ALIGNBEAM : Inference-Time Alignment Transfer via Cross-Vocabulary Logit Mixing
Summary
ALIGNBEAM is a novel, training-free method designed to address the degradation of large language model safety caused by domain fine-tuning, particularly in cross-family specialist models. Existing inference-time defenses that mix logits from a safe anchor model are limited by requiring shared vocabularies. ALIGNBEAM overcomes this by translating anchor logits into the target model's vocabulary token-by-token during each decoding step. It then employs a small LLM judge to select the safest among K candidate continuations. This approach allows safety alignment transfer between different model families at inference time without modifying either model's weights. The method enables tuning the safety-utility trade-off at deployment without retraining and has shown substantial increases in refusal rates on adversarial benchmarks while maintaining practical task accuracy and inference overhead.
Key takeaway
For AI Security Engineers deploying fine-tuned large language models, especially cross-family specialists, ALIGNBEAM provides a critical solution to mitigate safety degradation. You can now transfer safety alignment between diverse model families at inference time without altering model weights. This allows for dynamic tuning of the safety-utility trade-off post-deployment, significantly raising refusal rates on harmful prompts while maintaining practical performance. Evaluate ALIGNBEAM to enhance the robustness of your LLM deployments against adversarial inputs.
Key insights
ALIGNBEAM enables training-free, cross-vocabulary safety alignment transfer between LLM families at inference time using logit mixing and an LLM judge.
Principles
- Safety alignment transfers cross-family.
- Inference-time defenses avoid weight changes.
- Cross-vocabulary logit mixing is feasible.
Method
ALIGNBEAM translates anchor model logits token-by-token into the target model's vocabulary at each decoding step.

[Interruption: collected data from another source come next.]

//! Type registry
//!
//! A [`Type`] owns its static bindings and the instance member tables used
//! for dispatch. Member lookup falls back to supertypes depth-first in
//! declaration order and returns the first match. Types are built during the
//! declare/define bootstrap and are not modified once a program runs.

use super::error::{EvalResult, RuntimeError};
use super::scope::{ScopeRef, Variable, VariableRef};
use super::value::{Function, Object};
use super::Interpreter;
use indexmap::IndexMap;
use std::cell::RefCell;
use std::collections::HashMap;
use std::fmt;
use std::rc::Rc;

pub type TypeRef = Rc<Type>;

/// Accessor pair; `get` takes `[receiver]`, `set` takes `[receiver, value]`
#[derive(Clone, Debug)]
pub struct Property {
    pub name: String,
    pub get: Function,
    pub set: Option<Function>,
}

pub struct Type {
    pub name: String,
    /// Static scope; functions and nested types declared in the type live here
    pub scope: ScopeRef,
    supertypes: RefCell<Vec<TypeRef>>,
    variables: RefCell<IndexMap<String, VariableRef>>,
    fields: RefCell<IndexMap<String, Function>>,
    properties: RefCell<HashMap<String, Property>>,
    functions: RefCell<IndexMap<(String, usize), Function>>,
    methods: RefCell<HashMap<(String, usize), Function>>,
    constructors: RefCell<IndexMap<usize, Function>>,
}

impl Type {
    pub fn new(name: impl Into<String>, scope: ScopeRef) -> TypeRef {
        Rc::new(Type {
            name: name.into(),
            scope,
            supertypes: RefCell::default(),
            variables: RefCell::default(),
            fields: RefCell::default(),
            properties: RefCell::default(),
            functions: RefCell::default(),
            methods: RefCell::default(),
            constructors: RefCell::default(),
        })
    }

    /// Last segment of a dotted type name
    pub fn short_name(&self) -> &str {
        self.name.rsplit('.').next().unwrap_or(&self.name)
    }

    pub fn add_supertype(&self, supertype: TypeRef) {
        self.supertypes.borrow_mut().push(supertype);
    }

    pub fn supertypes(&self) -> Vec<TypeRef> {
        self.supertypes.borrow().clone()
    }

    /// True if the names match or any supertype is a subtype of `other`.
    /// Supertype graphs are assumed to be acyclic.
    pub fn is_subtype_of(&self, other: &Type) -> bool {
        self.name == other.name
            || self
                .supertypes
                .borrow()
                .iter()
                .any(|supertype| supertype.is_subtype_of(other))
    }

    /// Static variable; also bound in the type's scope
    pub fn define_variable(&self, name: &str, value: Object) -> VariableRef {
        let variable = Variable::new(name, value);
        self.scope.borrow_mut().define_variable(Rc::clone(&variable));
        self.variables
            .borrow_mut()
            .insert(name.to_string(), Rc::clone(&variable));
        variable
    }

    pub fn variables(&self) -> Vec<VariableRef> {
        self.variables.borrow().values().cloned().collect()
    }

    /// Instance field initializer, called with `[receiver]`
    pub fn define_field(&self, name: &str, initializer: Function) {
        self.fields.borrow_mut().insert(name.to_string(), initializer);
    }

    /// Field initializers with supertypes first, in declaration order
    pub fn fields(&self) -> IndexMap<String, Function> {
        let mut fields = IndexMap::new();
        for supertype in self.supertypes.borrow().iter() {
            fields.extend(supertype.fields());
        }
        for (name, initializer) in self.fields.borrow().iter() {
            fields.insert(name.clone(), initializer.clone());
        }
        fields
    }

    /// Names of fields declared on this type, excluding supertypes
    pub fn own_field_names(&self) -> Vec<String> {
        self.fields.borrow().keys().cloned().collect()
    }

    pub fn define_property(&self, name: &str, get: Function, set: Option<Function>) {
        self.properties.borrow_mut().insert(
            name.to_string(),
            Property {
                name: name.to_string(),
                get,
                set,
            },
        );
    }

    pub fn property(&self, name: &str) -> Option<Property> {
        if let Some(property) = self.properties.borrow().get(name) {
            return Some(property.clone());
        }
        self.supertypes
            .borrow()
            .iter()
            .find_map(|supertype| supertype.property(name))
    }

    /// Static function; also bound in the type's scope
    pub fn define_function(&self, function: Function) {
        self.scope.borrow_mut().define_function(function.clone());
        let key = (function.name.to_string(), function.arity);
        self.functions.borrow_mut().insert(key, function);
    }

    pub fn function(&self, name: &str, arity: usize) -> Option<Function> {
        self.functions
            .borrow()
            .get(&(name.to_string(), arity))
            .cloned()
    }

    pub fn functions(&self) -> Vec<Function> {
        self.functions.borrow().values().cloned().collect()
    }

    /// Instance method, called with `[receiver, args...]`
    pub fn define_method(&self, function: Function) {
        let key = (function.name.to_string(), function.arity);
        self.methods.borrow_mut().insert(key, function);
    }

    pub fn method(&self, name: &str, arity: usize) -> Option<Function> {
        if let Some(method) = self.methods.borrow().get(&(name.to_string(), arity)) {
            return Some(method.clone());
        }
        self.supertypes
            .borrow()
            .iter()
            .find_map(|supertype| supertype.method(name, arity))
    }

    pub fn define_constructor(&self, function: Function) {
        self.constructors
            .borrow_mut()
            .insert(function.arity, function);
    }

    pub fn constructor(&self, arity: usize) -> Option<Function> {
        self.constructors.borrow().get(&arity).cloned()
    }

    pub fn constructors(&self) -> Vec<Function> {
        self.constructors.borrow().values().cloned().collect()
    }

    pub fn constructor_arities(&self) -> Vec<usize> {
        let mut arities: Vec<usize> = self.constructors.borrow().keys().copied().collect();
        arities.sort_unstable();
        arities
    }
}

impl fmt::Debug for Type {
    fn fmt(&self, f: &mut fmt::Formatter<'_>) -> fmt::Result {
        f.debug_struct("Type")
            .field("name", &self.name)
            .field(
                "supertypes",
                &self
                    .supertypes
                    .borrow()
                    .iter()
                    .map(|supertype| supertype.name.clone())
                    .collect::<Vec<_>>(),
            )
            .finish_non_exhaustive()
    }
}

/// Resolves type names the registry does not know yet
pub trait TypeLoader {
    /// Returns `Ok(None)` when the loader does not provide `name`
    fn get_or_init(&self, interp: &mut Interpreter, name: &str) -> EvalResult<Option<TypeRef>>;
}

/// Registry of all types by fully qualified name, plus the global scope
pub struct Environment {
    types: RefCell<HashMap<String, TypeRef>>,
    scope: ScopeRef,
}

impl Environment {
    pub fn new(scope: ScopeRef) -> Self {
        Environment {
            types: RefCell::default(),
            scope,
        }
    }

    /// Global scope; parent of every module scope
    pub fn scope(&self) -> &ScopeRef {
        &self.scope
    }

    /// Creates and registers a type whose scope is a child of `parent`
    pub fn define_type(&self, name: &str, parent: &ScopeRef) -> TypeRef {
        let ty = Type::new(name, super::scope::child_scope(parent));
        tracing::trace!(name, "defining type");
        self.types
            .borrow_mut()
            .insert(name.to_string(), Rc::clone(&ty));
        ty
    }

    pub fn lookup_type(&self, name: &str) -> Option<TypeRef> {
        self.types.borrow().get(name).cloned()
    }

    pub fn require_type(&self, name: &str) -> Result<TypeRef, RuntimeError> {
        self.lookup_type(name)
            .ok_or_else(|| RuntimeError::undefined_type(name, &self.type_names()))
    }

    pub fn type_names(&self) -> Vec<String> {
        let mut names: Vec<String> = self.types.borrow().keys().cloned().collect();
        names.sort();
        names
    }
}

A small LLM judge then selects the safest among K candidate continuations, enabling cross-vocabulary logit mixing.
In practice
- Deploy safety alignment without retraining.
- Tune safety-utility trade-off post-deployment.
- Apply logit mixing to cross-family LLMs.
Topics
- ALIGNBEAM
- LLM Safety
- Inference-Time Alignment
- Logit Mixing
- Cross-Vocabulary Models
- Adversarial Robustness
Best for: Research Scientist, CTO, VP of Engineering/Data, AI Scientist, Machine Learning Engineer, AI Security Engineer
Related on AIssential
Editorial summary, takeaway, and curation by AIssential. Original article published by Artificial Intelligence.